§ Provided data

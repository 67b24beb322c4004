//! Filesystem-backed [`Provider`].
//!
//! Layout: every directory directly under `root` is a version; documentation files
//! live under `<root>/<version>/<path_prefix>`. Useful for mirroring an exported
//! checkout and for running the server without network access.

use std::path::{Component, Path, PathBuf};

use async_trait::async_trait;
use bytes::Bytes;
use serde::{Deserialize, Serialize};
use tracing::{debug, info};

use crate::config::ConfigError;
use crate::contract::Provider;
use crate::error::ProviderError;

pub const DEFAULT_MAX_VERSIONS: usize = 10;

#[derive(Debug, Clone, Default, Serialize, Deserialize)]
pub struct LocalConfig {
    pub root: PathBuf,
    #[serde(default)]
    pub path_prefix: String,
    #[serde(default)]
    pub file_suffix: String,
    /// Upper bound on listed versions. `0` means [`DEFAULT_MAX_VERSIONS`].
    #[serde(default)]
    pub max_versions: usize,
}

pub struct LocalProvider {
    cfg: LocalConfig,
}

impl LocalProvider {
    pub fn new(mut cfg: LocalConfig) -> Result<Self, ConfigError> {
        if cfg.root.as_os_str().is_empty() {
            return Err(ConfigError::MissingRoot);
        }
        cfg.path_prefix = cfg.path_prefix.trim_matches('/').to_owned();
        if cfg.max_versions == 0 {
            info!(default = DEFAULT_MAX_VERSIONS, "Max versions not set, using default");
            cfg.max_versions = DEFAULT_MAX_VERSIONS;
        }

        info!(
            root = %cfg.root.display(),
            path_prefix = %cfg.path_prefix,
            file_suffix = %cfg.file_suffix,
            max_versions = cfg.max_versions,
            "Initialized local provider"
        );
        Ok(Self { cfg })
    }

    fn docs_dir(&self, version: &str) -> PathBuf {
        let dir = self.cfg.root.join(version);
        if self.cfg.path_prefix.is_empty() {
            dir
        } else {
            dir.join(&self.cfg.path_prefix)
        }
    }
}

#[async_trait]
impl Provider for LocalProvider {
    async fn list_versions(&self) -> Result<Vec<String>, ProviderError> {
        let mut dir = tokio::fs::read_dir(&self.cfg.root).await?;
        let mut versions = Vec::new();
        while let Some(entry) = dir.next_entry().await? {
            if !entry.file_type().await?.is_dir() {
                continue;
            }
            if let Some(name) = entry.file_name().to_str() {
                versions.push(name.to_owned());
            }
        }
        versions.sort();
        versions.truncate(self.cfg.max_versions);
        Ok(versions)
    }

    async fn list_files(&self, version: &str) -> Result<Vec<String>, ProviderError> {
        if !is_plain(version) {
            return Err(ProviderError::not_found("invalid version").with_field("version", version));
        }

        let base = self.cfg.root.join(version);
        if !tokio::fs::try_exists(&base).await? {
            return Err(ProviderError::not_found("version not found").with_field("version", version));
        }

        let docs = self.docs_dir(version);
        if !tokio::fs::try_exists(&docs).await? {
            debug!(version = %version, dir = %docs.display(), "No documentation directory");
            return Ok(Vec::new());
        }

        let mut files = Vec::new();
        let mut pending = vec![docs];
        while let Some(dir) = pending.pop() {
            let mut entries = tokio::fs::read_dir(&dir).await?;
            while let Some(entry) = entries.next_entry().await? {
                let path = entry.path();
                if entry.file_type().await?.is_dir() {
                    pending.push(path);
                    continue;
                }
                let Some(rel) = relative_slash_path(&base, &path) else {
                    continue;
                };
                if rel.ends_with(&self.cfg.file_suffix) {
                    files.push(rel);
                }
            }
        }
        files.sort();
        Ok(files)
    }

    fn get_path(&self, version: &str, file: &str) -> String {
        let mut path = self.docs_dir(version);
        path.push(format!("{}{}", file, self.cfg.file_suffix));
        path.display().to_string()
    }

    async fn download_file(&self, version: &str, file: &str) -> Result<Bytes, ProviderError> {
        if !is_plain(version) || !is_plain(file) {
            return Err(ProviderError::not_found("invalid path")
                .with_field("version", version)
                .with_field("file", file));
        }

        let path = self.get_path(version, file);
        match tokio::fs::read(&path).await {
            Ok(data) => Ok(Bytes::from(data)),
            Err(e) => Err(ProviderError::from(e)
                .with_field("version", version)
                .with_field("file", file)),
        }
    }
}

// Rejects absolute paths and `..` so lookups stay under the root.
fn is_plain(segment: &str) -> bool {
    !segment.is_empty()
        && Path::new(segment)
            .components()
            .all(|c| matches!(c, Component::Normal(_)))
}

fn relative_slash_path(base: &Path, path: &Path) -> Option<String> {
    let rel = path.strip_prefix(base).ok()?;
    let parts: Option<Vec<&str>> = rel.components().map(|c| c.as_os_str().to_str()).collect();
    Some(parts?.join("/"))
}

==

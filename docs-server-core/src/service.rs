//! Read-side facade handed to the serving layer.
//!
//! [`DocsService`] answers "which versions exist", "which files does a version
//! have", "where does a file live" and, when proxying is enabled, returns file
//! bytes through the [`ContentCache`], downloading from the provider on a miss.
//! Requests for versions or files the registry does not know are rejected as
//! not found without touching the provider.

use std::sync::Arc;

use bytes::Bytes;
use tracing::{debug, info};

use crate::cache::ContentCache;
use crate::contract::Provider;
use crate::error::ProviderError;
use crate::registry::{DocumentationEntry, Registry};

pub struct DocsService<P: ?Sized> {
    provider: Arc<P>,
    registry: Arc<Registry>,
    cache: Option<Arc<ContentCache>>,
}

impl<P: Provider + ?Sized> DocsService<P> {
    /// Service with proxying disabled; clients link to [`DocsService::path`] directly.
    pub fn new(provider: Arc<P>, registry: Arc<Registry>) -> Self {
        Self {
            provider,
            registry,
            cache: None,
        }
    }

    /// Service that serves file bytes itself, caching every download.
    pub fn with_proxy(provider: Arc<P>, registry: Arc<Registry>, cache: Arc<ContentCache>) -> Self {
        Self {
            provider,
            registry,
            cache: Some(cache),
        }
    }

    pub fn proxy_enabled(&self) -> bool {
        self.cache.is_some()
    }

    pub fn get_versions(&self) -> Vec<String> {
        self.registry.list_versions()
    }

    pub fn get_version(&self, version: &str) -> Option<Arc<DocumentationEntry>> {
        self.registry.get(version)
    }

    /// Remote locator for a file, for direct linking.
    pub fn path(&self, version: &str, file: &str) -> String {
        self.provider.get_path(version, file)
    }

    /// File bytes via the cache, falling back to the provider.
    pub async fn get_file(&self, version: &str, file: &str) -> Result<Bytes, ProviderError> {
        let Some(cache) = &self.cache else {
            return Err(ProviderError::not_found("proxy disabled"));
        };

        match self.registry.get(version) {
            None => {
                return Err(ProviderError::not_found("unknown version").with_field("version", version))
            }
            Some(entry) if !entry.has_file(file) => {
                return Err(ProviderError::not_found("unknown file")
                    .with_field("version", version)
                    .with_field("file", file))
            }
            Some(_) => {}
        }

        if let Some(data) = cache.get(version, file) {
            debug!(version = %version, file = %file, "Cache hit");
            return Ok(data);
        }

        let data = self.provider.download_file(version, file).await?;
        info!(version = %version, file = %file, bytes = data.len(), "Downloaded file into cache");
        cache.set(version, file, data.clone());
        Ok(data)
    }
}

§ About this task
Proceeding from the line containing "repository 67b24beb322c4004" through the line containing "mirroring an exported", transcribe the lines above exactly, both end lines included.

§ Task response
repository 67b24beb322c4004
//! Filesystem-backed [`Provider`].
//!
//! Layout: every directory directly under `root` is a version; documentation files
//! live under `<root>/<version>/<path_prefix>`. Useful for mirroring an exported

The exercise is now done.